Money, honey -- Where does it go?

RU Student Assembly raising awareness on the finances -- and financing -- of higher education
Tuesday, November 30, 2010

 

At a recent Livingston Campus Center teach-in, Joel Salvino did not mince words about the politicians who have slashed education funding through times of boom as well as bust. “These are the same people who . . . call us lazy, or entitled, then bore us with their stories of how they paid for school," said Salvino, a Senator of the Rutgers University Student Assembly (RUSA)

"I have been lectured many times -- and they are wrong. When they were in school, government paid for education. School was heavily subsidized because it was seen as an investment in the future.”

As education budgets across the nation are put on the chopping block, members of the RUSA members partnered with the Rutgers Student Union (RSU) and university staff, unions, and administration on November 15th, to deliver their message outlining the impending national crisis in education and student debt burden.

RUSA members outlined the effects dwindling state funding has had on the cost and quality of education at Rutgers University. Government funding, which used to be 60% of the public university’s budget now accounts for less than 20%.

 

The shortfall is covered by tuition and private donations, giving outside donors more power to direct university spending.

 

John Aspray, the Busch Campus Council Legislative Affairs Chair, pointed to the new football stadium (finished tens of millions of dollars over-budget) and the Busch Visitor Center as examples of multi-million dollar projects unrelated to the University’s academic mission, paid for in small part by outside donors.

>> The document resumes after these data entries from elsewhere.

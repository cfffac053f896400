//! Focus tracker configuration

use crate::TrackerError;
use serde::{Deserialize, Serialize};

/// Class names the tracker looks up in classifier output (substring, case-insensitive)
#[derive(Debug, Clone, Serialize, Deserialize)]
#[serde(default)]
pub struct BehaviorLabels {
    pub leaning: String,
    pub looking_down: String,
    pub leaning_on_hand: String,
    pub looking_away: String,
    pub raise_hand: String,
}

impl Default for BehaviorLabels {
    fn default() -> Self {
        Self {
            leaning: "leaning".to_string(),
            looking_down: "looking down".to_string(),
            leaning_on_hand: "leaning on hand".to_string(),
            looking_away: "looking away".to_string(),
            raise_hand: "raise hand".to_string(),
        }
    }
}

/// Focus tracker configuration
#[derive(Debug, Clone, Serialize, Deserialize)]
#[serde(default)]
pub struct TrackerConfig {
    /// Probability above which a posture behavior is detected
    pub behavior_threshold: f32,

    /// Probability above which the raised-hand gesture is detected
    pub gesture_threshold: f32,

    /// Leaning longer than this (whole seconds) raises the sit-up alert
    pub leaning_alert_after_secs: u64,

    /// Minimum time between sit-up alerts (ms). `None` repeats the alert every tick.
    pub leaning_cooldown_ms: Option<u64>,

    /// Cooldown between looking-down alerts (ms)
    pub look_down_cooldown_ms: u64,

    /// Cooldown between leaning-on-hand alerts (ms)
    pub lean_hand_cooldown_ms: u64,

    /// Cooldown between counted look-aways (ms)
    pub look_away_cooldown_ms: u64,

    /// Escalate the alert level every N look-aways
    pub escalate_every_look_aways: u32,

    /// Raised hand must be held this long before the gesture cue shows (ms)
    pub gesture_hold_ms: u64,

    /// Minimum time between focus score evaluations (ms)
    pub score_interval_ms: u64,

    /// Unchanged top-label evaluations needed before a label counts as stable
    pub stability_ticks: u32,

    /// Confirmed focused evaluations per score increase
    pub focused_confirmations: u32,

    /// Score increase after focused confirmation
    pub focused_reward: u8,

    /// Confirmed distracted evaluations per score decrease
    pub distracted_confirmations: u32,

    /// Score decrease after distracted confirmation
    pub distracted_penalty: u8,

    /// Labels never counted as distraction
    pub safe_labels: Vec<String>,

    /// Labels that earn focus confirmations
    pub positive_labels: Vec<String>,

    /// Tab hidden longer than this is penalized (ms)
    pub away_threshold_ms: u64,

    /// Away penalty grows by `away_penalty_per_step` every step (ms)
    pub away_penalty_step_ms: u64,
    pub away_penalty_per_step: u64,

    /// Upper bound of a single away penalty
    pub away_penalty_cap: u64,

    /// Calibration window after session start (ms)
    pub calibration_ms: u64,

    /// Focus streak refresh period (ms)
    pub streak_tick_ms: u64,

    pub labels: BehaviorLabels,
}

impl Default for TrackerConfig {
    fn default() -> Self {
        let focus_labels = vec![
            "focused".to_string(),
            "raise hand".to_string(),
            "raised hand".to_string(),
            "default".to_string(),
        ];

        Self {
            behavior_threshold: 0.70,
            gesture_threshold: 0.90,
            leaning_alert_after_secs: 8,
            leaning_cooldown_ms: None,
            look_down_cooldown_ms: 8000,
            lean_hand_cooldown_ms: 8000,
            look_away_cooldown_ms: 5000,
            escalate_every_look_aways: 3,
            gesture_hold_ms: 1000,
            score_interval_ms: 500,
            stability_ticks: 2,
            focused_confirmations: 3,
            focused_reward: 2,
            distracted_confirmations: 5,
            distracted_penalty: 3,
            safe_labels: focus_labels.clone(),
            positive_labels: focus_labels,
            away_threshold_ms: 30_000,
            away_penalty_step_ms: 10_000,
            away_penalty_per_step: 2,
            away_penalty_cap: 20,
            calibration_ms: 10_000,
            streak_tick_ms: 2000,
            labels: BehaviorLabels::default(),
        }
    }
}

impl TrackerConfig {
    /// Config with an 8 s cooldown on the sit-up alert, like its sibling alerts
    pub fn with_leaning_cooldown() -> Self {
        Self {
            leaning_cooldown_ms: Some(8000),
            ..Default::default()
        }
    }

    /// Check that thresholds and counters are usable
    pub fn validate(&self) -> Result<(), TrackerError> {
        for (name, value) in [
            ("behavior_threshold", self.behavior_threshold),
            ("gesture_threshold", self.gesture_threshold),
        ] {
            if !(0.0..=1.0).contains(&value) {
                return Err(TrackerError::InvalidConfig(format!(
                    "{} must be within [0, 1], got {}",
                    name, value
                )));
            }
        }

        for (name, value) in [
            ("escalate_every_look_aways", self.escalate_every_look_aways as u64),
            ("focused_confirmations", self.focused_confirmations as u64),
            ("distracted_confirmations", self.distracted_confirmations as u64),
            ("away_threshold_ms", self.away_threshold_ms),
            ("away_penalty_step_ms", self.away_penalty_step_ms),
            ("streak_tick_ms", self.streak_tick_ms),
        ] {
            if value == 0 {
                return Err(TrackerError::InvalidConfig(format!("{} must be > 0", name)));
            }
        }

        Ok(())
    }
}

At the same time, federal and private loans have kept pace with the lost state funding and rising tuition, and with it has grown student debt.

One presentation likened the student-debt bubble to the recent housing mortgage bubble, “where in the latter there are unethical private entities preying upon deficiencies in the system, in the former the system itself is entirely geared against students. The problem is not a deficient system but a ‘wrong’ system.”

The Bankruptcy Reform Act (1978) is one example of how the rules have gradually changed to make college debt a lifelong burden. In its original form, the law precluded graduates from discharging their debt through bankruptcy during the five years following the first loan payment,

But the timeline was increased to seven years in the early '90s; followed by a 1998 expansion of the restriction, so that federal student loan debt can no longer be discharged by bankruptcy. In 2005 the same  ‘protections’ were extended to private student lenders, making all student loan debt impossible to discharge via bankruptcy.

Students have since lost the protection of a Statue of Limitations on collections, the Right to Refinance, and are not guaranteed the Fair Debt Collection Practices Act nor Truth in Lending, according to the same RUSA presentation.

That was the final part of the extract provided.